Entrepreneur puts plain language at core of her Indigenous business
Between managing two businesses and pursuing both SFU’s Plain Language Certificate and Indigenous Business Leadership Executive MBA (IBL EMBA) at once, Angie Saltman has plenty to keep her busy.
Angie and her husband are the founders of Saltmedia, an Indigenous business and full-stack digital marketing agency based in Treaty 8 territory in Grande Prairie, Alberta. The couple also created another business called IT Horizons, which specializes in IT managed services. Both businesses are majority Indigenous owned.
“Our core services at Saltmedia are website and graphic design, and they’re all about messaging and information architecture,” Angie explains.
When she came across the Plain Language Certificate, she was looking for a way to upgrade her skills in communicating technical information. But along her learning journey, she was surprised to discover not only a personal passion for plain language, but also an interest in furthering her studies. After all, education had never been important when she was growing up, and she’d even dropped out of high school.

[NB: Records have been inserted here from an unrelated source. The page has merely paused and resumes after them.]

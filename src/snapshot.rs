use std::{
    fs,
    path::{Path, PathBuf},
};

use chrono::{DateTime, Utc};
use serde::{Deserialize, Serialize};
use thiserror::Error;

use crate::{scenario::SimulationParams, stats::StatsSnapshot};

/// One recorded observation of a run: what a history store keeps per entry.
#[derive(Debug, Clone, PartialEq, Serialize, Deserialize)]
pub struct RunRecord {
    pub id: String,
    pub timestamp: DateTime<Utc>,
    pub stats: StatsSnapshot,
    pub params: SimulationParams,
}

impl RunRecord {
    pub fn new(id: impl Into<String>, stats: StatsSnapshot, params: SimulationParams) -> Self {
        Self {
            id: id.into(),
            timestamp: Utc::now(),
            stats,
            params,
        }
    }
}

#[derive(Debug, Error)]
pub enum SnapshotError {
    #[error("snapshot io error: {0}")]
    Io(#[from] std::io::Error),
    #[error("snapshot encoding error: {0}")]
    Json(#[from] serde_json::Error),
}

/// Writes a [`RunRecord`] to `<dir>/<scenario>/step_NNNNNN.json` every
/// `interval_steps` steps. An interval of zero disables writing.
pub struct SnapshotWriter {
    dir: PathBuf,
    interval_steps: u64,
}

impl SnapshotWriter {
    pub fn new(dir: impl AsRef<Path>, interval_steps: u64) -> Self {
        Self {
            dir: dir.as_ref().to_path_buf(),
            interval_steps,
        }
    }

    pub fn is_due(&self, step: u64) -> bool {
        self.interval_steps != 0 && step % self.interval_steps == 0
    }

    pub fn maybe_write(
        &self,
        step: u64,
        scenario_name: &str,
        stats: &StatsSnapshot,
        params: &SimulationParams,
    ) -> Result<Option<PathBuf>, SnapshotError> {
        if !self.is_due(step) {
            return Ok(None);
        }

        let dir = self.dir.join(scenario_name);
        fs::create_dir_all(&dir)?;
        let file_path = dir.join(format!("step_{step:06}.json"));
        let record = RunRecord::new(
            format!("{scenario_name}/step_{step:06}"),
            stats.clone(),
            params.clone(),
        );
        fs::write(&file_path, serde_json::to_string_pretty(&record)?)?;
        Ok(Some(file_path))
    }
}

pub fn load_record(path: impl AsRef<Path>) -> Result<RunRecord, SnapshotError> {
    let data = fs::read_to_string(path)?;
    Ok(serde_json::from_str(&data)?)
}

She recalls the first plain language course she took, Research, Analysis, and Information Design, helped her connect deeper with her Indigenous culture through the research assignments she worked on.
“I’m noticing it all over the place now—high literacy has its place, but does it belong on a government website when you’re applying for a bus pass?”

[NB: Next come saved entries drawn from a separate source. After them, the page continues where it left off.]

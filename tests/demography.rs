mod common;

use std::collections::HashMap;

use crossover::{
    engine::{System, SystemContext},
    rng::RngManager,
    systems::ReplenishmentSystem,
    AgentId, Group, SimulationParams, World,
};

use common::{build_engine, quiet_params};

#[test]
fn closed_border_keeps_outsider_pool_and_never_grows_inside() {
    let params = SimulationParams {
        time_speed: 10.0,
        initial_natives: 100,
        initial_outsiders: 50,
        ..quiet_params()
    };
    let mut engine = build_engine(31, 10_000, params);
    let mut previous_inside = engine.current_stats().total_inside;
    assert_eq!(previous_inside, 100);

    for _ in 0..150 {
        engine.step(0.1).unwrap();
        let stats = engine.current_stats();
        assert_eq!(stats.count_outsider, 50);
        assert!(stats.total_inside <= 100);
        assert!(stats.total_inside <= previous_inside);
        assert_eq!(stats.count_legal + stats.count_illegal, 0);
        previous_inside = stats.total_inside;
    }
    // 150 simulated years outlive every lifespan.
    assert_eq!(previous_inside, 0);
}

#[test]
fn certain_admission_moves_every_outsider_in_one_step() {
    let params = SimulationParams {
        legal_acceptance_rate: 100.0,
        initial_natives: 0,
        initial_outsiders: 100,
        ..quiet_params()
    };
    let mut engine = build_engine(5, 10_000, params);
    let report = engine.step(1.0).unwrap();
    assert_eq!(report.step_years, 1.0);

    let stats = engine.current_stats();
    assert_eq!(stats.count_legal, 100);
    assert_eq!(stats.total_inside, 100);
    assert_eq!(stats.percent_native, 0.0);
    assert_eq!(stats.minority_year, Some(1));

    let legal_ids: Vec<AgentId> = engine
        .world()
        .population()
        .iter()
        .filter(|agent| agent.group == Group::LegalImmigrant)
        .map(|agent| agent.id)
        .collect();
    assert_eq!(legal_ids.len(), 100);
    assert!(legal_ids.iter().all(|id| id.raw() <= 100));
    // The pool was topped back up behind them.
    assert_eq!(stats.count_outsider, 100);
}

#[test]
fn group_changes_only_go_from_outsider_to_admitted() {
    let params = SimulationParams {
        time_speed: 4.0,
        legal_acceptance_rate: 20.0,
        illegal_success_rate: 15.0,
        tfr_native: 1.5,
        tfr_legal: 2.1,
        tfr_illegal: 3.0,
        initial_natives: 80,
        initial_outsiders: 60,
    };
    let mut engine = build_engine(77, 2_000, params);
    let mut seen: HashMap<AgentId, Group> = HashMap::new();

    for _ in 0..300 {
        engine.step(0.05).unwrap();
        for agent in engine.world().population().iter() {
            if let Some(previous) = seen.insert(agent.id, agent.group) {
                if previous != agent.group {
                    assert_eq!(previous, Group::Outsider);
                    assert!(matches!(
                        agent.group,
                        Group::LegalImmigrant | Group::IllegalImmigrant
                    ));
                }
            }
        }
    }
    assert!(seen.values().any(|group| *group == Group::LegalImmigrant));
}

#[test]
fn minority_year_latches_at_first_crossing() {
    let params = SimulationParams {
        time_speed: 5.0,
        legal_acceptance_rate: 50.0,
        illegal_success_rate: 0.0,
        initial_natives: 50,
        initial_outsiders: 200,
        ..quiet_params()
    };
    let mut engine = build_engine(13, 10_000, params);
    let mut latched = None;

    for _ in 0..200 {
        engine.step(0.1).unwrap();
        let stats = engine.current_stats();
        match latched {
            None if stats.total_inside > 0 && stats.percent_native < 50.0 => {
                assert_eq!(stats.minority_year, Some(stats.years_passed));
                latched = stats.minority_year;
            }
            None => assert_eq!(stats.minority_year, None),
            Some(year) => assert_eq!(stats.minority_year, Some(year)),
        }
    }
    assert!(latched.is_some());
}

#[test]
fn reset_clears_the_minority_marker() {
    let params = SimulationParams {
        legal_acceptance_rate: 100.0,
        initial_natives: 10,
        initial_outsiders: 100,
        ..quiet_params()
    };
    let mut engine = build_engine(19, 10_000, params);
    engine.step(1.0).unwrap();
    assert!(engine.current_stats().minority_year.is_some());

    engine.reset();
    let stats = engine.current_stats();
    assert_eq!(stats.minority_year, None);
    assert_eq!(stats.elapsed_years, 0.0);
    assert_eq!(stats.count_native, 10);
    assert_eq!(stats.count_outsider, 100);
}

#[test]
fn parameter_changes_apply_from_next_step() {
    let params = SimulationParams {
        initial_natives: 0,
        initial_outsiders: 40,
        ..quiet_params()
    };
    let mut engine = build_engine(3, 10_000, params);
    engine.step(1.0).unwrap();
    assert_eq!(engine.current_stats().count_legal, 0);

    engine.params_mut().legal_acceptance_rate = 100.0;
    engine.step(1.0).unwrap();
    assert_eq!(engine.current_stats().count_legal, 40);
}

#[test]
fn pause_leaves_state_untouched() {
    let params = SimulationParams {
        time_speed: 3.0,
        legal_acceptance_rate: 30.0,
        tfr_native: 2.0,
        initial_natives: 40,
        initial_outsiders: 40,
        ..quiet_params()
    };
    let mut engine = build_engine(8, 10_000, params);
    for _ in 0..10 {
        engine.frame(0.1).unwrap();
    }
    engine.set_paused(true);
    let agents = engine.world().population().agents().to_vec();
    let stats = engine.peek_stats();
    let step = engine.current_step();

    for _ in 0..25 {
        assert!(engine.frame(0.1).unwrap().is_none());
        assert_eq!(engine.world().population().agents(), agents.as_slice());
        assert_eq!(engine.peek_stats(), stats);
    }
    assert_eq!(engine.current_step(), step);

    engine.set_paused(false);
    engine.frame(0.1).unwrap();
    assert_eq!(engine.current_step(), step + 1);
}

#[test]
fn lingering_dying_outsiders_push_stored_pool_past_target() {
    let params = SimulationParams {
        initial_outsiders: 50,
        ..quiet_params()
    };
    let mut rng = RngManager::new(21);
    let mut world = World::new(params.clone(), 1_000);
    world.reset(&mut rng.stream("init"));

    let population = world.population_mut();
    let mut agents = population.take_agents();
    for agent in agents.iter_mut().take(20) {
        agent.dying = true;
    }
    population.restore_agents(agents);

    let ctx = SystemContext {
        step: 1,
        delta_seconds: 0.0,
        step_years: 0.0,
        params,
    };
    ReplenishmentSystem::new()
        .run(&ctx, &mut world, &mut rng.stream("replenishment"))
        .unwrap();

    let population = world.population();
    let stored_outsiders = population
        .iter()
        .filter(|agent| agent.group == Group::Outsider)
        .count();
    assert_eq!(population.count_active(Group::Outsider), 50);
    // Target is 50 active, but the 20 fading agents still occupy slots.
    assert_eq!(stored_outsiders, 70);
}

#[test]
fn lingering_dying_outsiders_can_starve_the_pool_at_the_ceiling() {
    let params = SimulationParams {
        initial_outsiders: 50,
        ..quiet_params()
    };
    let mut rng = RngManager::new(22);
    let mut world = World::new(params.clone(), 60);
    world.reset(&mut rng.stream("init"));

    let population = world.population_mut();
    let mut agents = population.take_agents();
    for agent in agents.iter_mut().take(20) {
        agent.dying = true;
    }
    population.restore_agents(agents);

    let ctx = SystemContext {
        step: 1,
        delta_seconds: 0.0,
        step_years: 0.0,
        params,
    };
    ReplenishmentSystem::new()
        .run(&ctx, &mut world, &mut rng.stream("replenishment"))
        .unwrap();

    assert_eq!(world.population().len(), 60);
    assert_eq!(world.population().count_active(Group::Outsider), 40);
}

Angie also works with not-for-profits and other Indigenous businesses, organizations and Nations to improve their communication using plain language.
“We want to bring their point out concisely, without a big wall of text, so people who are at my mum’s level of literacy don’t have to be able to read everything, since there are visuals to go with it,” she explains.
“The Plain Language course has been taking me places I never thought it would take me. It’s been a really amazing experience.”
Eventually, the Plain Language program inspired her to pursue a new idea: creating an Indigenous-owned and operated stock photography website filled with authentic media and graphics from Indigenous communities.
The program also gave her the confidence to pursue her EMBA, she adds. She’s now successfully completed her first semester and has already begun to implement improvements to her business based on what she’s learned.
Angie says she now realizes the importance of plain language in both her personal and professional life.
“To be a great communicator, words need to be used in a way that everybody can understand,” she says.
“Whether English is your first language or your fifth language, and whatever your literacy level is, people deserve the right to understand information they’re consuming.”